REQUIREMENT => Your answer should be an exact copy of the lines from the start of the entries to the line containing "use tower_http::cors::CorsLayer;", both included.
___
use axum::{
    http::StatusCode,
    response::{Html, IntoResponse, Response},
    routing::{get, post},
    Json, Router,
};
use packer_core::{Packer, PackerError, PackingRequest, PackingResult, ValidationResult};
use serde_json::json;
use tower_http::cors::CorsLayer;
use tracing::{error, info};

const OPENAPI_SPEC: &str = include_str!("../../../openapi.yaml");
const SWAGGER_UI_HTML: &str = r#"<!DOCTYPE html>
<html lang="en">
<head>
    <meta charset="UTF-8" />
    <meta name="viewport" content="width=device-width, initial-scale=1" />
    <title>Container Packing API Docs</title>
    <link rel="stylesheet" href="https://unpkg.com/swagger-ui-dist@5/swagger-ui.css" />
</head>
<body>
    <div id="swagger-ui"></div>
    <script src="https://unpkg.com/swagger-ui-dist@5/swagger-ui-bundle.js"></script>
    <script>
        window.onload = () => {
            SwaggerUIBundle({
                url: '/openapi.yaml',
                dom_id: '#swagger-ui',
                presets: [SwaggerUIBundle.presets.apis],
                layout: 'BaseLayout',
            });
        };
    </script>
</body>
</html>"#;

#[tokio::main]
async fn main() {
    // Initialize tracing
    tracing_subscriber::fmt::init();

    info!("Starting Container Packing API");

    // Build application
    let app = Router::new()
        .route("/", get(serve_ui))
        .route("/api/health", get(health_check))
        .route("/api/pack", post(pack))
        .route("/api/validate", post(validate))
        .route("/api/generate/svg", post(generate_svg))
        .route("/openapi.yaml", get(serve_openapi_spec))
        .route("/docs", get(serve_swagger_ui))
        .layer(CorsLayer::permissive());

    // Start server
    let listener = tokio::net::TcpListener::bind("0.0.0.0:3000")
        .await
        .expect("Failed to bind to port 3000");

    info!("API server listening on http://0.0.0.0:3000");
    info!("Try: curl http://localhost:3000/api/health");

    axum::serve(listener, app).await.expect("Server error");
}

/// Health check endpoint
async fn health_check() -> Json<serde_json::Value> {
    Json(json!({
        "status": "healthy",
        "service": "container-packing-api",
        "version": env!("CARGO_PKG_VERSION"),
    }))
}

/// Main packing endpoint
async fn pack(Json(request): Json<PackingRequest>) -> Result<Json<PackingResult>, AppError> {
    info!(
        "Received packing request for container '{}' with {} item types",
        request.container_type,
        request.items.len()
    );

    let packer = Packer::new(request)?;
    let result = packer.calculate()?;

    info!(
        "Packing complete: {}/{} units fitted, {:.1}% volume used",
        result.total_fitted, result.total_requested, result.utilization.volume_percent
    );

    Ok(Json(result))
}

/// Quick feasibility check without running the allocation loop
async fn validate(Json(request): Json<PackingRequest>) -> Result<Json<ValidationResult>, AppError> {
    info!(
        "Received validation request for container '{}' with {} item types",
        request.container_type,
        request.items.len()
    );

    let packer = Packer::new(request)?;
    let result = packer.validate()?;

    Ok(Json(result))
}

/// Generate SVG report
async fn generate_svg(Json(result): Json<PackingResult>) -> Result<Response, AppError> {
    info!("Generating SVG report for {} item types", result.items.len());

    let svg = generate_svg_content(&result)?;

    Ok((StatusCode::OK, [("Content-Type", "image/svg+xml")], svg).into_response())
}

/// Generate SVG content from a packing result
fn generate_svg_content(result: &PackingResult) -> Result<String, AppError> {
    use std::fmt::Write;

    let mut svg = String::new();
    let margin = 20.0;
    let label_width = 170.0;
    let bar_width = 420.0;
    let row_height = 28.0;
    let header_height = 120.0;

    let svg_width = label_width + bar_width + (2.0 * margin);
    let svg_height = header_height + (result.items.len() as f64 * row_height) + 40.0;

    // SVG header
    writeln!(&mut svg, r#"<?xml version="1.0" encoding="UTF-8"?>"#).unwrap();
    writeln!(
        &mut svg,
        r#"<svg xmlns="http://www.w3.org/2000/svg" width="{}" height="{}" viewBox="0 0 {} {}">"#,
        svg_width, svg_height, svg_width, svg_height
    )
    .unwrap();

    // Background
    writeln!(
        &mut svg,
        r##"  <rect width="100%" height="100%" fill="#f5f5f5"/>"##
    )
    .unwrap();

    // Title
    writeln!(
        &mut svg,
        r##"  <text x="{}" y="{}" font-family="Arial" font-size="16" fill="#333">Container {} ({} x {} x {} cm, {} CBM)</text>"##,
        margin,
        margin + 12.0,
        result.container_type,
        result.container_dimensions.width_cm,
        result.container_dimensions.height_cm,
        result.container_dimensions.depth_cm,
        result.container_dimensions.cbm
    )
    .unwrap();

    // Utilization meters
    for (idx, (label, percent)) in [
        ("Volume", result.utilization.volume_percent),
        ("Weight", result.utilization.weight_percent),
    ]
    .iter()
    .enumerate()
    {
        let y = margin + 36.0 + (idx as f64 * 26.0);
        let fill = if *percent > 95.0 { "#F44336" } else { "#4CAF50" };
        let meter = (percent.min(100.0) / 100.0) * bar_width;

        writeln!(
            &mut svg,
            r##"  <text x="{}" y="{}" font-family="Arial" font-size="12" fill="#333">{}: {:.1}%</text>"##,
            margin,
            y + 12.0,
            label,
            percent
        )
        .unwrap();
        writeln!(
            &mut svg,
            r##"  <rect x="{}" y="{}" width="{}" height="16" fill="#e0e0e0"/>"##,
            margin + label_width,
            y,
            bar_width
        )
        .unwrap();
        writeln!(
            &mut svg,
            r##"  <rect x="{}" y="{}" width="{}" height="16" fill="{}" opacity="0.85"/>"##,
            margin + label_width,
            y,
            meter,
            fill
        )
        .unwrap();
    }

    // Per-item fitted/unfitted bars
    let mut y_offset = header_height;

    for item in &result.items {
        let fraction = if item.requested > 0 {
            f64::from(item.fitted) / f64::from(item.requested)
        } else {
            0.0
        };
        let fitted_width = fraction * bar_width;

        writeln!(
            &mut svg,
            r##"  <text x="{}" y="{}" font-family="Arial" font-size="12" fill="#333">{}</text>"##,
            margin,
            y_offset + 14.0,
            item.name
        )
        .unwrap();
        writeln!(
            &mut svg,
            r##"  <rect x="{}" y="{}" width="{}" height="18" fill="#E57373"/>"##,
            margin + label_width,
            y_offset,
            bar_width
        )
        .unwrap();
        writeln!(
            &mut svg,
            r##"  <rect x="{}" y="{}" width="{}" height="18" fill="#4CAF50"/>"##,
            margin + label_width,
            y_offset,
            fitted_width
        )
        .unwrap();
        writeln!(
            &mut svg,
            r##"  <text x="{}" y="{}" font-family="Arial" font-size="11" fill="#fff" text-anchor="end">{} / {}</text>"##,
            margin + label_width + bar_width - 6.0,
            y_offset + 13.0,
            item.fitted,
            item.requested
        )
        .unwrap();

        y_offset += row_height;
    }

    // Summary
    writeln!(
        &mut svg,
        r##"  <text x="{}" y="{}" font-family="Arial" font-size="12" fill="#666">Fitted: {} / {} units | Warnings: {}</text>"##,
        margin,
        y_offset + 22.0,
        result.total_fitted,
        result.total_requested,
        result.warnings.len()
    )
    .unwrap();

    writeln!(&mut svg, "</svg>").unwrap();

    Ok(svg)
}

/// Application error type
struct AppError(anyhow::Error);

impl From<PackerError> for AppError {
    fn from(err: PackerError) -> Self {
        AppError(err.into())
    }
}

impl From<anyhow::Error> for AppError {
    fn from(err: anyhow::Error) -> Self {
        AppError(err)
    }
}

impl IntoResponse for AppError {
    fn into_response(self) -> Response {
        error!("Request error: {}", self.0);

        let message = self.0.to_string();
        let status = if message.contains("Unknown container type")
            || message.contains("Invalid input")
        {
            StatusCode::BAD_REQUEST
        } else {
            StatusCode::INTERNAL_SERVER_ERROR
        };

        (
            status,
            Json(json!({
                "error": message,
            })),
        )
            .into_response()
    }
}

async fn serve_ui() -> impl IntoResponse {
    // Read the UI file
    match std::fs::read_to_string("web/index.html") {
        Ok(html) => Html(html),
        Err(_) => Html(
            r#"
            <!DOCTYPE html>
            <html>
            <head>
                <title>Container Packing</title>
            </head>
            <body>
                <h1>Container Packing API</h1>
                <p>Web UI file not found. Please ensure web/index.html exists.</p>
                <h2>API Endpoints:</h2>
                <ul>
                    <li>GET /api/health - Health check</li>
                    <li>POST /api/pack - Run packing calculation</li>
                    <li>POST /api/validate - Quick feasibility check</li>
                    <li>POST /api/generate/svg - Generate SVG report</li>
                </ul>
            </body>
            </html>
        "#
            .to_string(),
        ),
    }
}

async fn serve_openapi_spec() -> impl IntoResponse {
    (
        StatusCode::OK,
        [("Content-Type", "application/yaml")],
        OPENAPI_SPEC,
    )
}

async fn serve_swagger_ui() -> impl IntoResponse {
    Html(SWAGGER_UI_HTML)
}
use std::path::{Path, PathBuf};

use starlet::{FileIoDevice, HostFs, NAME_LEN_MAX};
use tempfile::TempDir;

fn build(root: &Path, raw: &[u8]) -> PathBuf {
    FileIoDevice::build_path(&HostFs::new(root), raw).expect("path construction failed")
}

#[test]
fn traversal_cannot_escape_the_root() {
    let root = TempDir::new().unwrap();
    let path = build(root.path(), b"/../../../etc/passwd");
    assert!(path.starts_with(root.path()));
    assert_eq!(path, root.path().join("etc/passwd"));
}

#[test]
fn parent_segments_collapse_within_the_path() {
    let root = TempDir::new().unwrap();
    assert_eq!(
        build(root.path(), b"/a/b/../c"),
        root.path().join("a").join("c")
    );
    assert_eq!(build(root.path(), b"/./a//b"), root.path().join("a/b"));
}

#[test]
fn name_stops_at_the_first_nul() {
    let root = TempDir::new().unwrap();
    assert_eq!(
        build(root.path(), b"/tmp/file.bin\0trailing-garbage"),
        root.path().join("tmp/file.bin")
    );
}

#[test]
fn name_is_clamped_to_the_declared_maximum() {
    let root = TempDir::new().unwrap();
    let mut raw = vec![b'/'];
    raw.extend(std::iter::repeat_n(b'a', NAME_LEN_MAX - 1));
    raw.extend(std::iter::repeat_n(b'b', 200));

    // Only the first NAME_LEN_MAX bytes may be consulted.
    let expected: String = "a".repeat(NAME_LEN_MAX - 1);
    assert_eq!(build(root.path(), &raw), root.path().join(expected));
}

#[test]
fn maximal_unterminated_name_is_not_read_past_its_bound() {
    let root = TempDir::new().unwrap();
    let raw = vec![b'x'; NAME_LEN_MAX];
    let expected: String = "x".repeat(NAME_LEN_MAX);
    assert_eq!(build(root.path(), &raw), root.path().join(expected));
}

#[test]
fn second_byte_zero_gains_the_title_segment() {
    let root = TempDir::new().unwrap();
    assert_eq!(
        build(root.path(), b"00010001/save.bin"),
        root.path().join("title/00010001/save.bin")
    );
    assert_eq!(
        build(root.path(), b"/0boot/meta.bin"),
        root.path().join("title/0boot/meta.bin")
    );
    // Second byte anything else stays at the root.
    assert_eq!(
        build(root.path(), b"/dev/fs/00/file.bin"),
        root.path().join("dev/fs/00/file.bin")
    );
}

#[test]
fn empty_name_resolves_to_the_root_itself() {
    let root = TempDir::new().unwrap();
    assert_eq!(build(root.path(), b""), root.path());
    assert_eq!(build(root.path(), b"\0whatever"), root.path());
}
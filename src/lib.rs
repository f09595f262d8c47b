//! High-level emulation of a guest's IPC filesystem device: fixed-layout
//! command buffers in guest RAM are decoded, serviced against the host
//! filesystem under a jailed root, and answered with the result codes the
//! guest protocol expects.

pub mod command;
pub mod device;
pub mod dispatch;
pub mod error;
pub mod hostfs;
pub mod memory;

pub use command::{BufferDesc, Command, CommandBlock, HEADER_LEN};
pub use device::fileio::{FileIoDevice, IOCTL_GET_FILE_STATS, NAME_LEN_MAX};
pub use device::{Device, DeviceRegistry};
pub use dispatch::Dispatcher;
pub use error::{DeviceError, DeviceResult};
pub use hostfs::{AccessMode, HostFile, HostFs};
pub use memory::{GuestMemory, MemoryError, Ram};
___
RESULT OF THIS TASK =>
use axum::{
    http::StatusCode,
    response::{Html, IntoResponse, Response},
    routing::{get, post},
    Json, Router,
};
use packer_core::{Packer, PackerError, PackingRequest, PackingResult, ValidationResult};
use serde_json::json;
use tower_http::cors::CorsLayer;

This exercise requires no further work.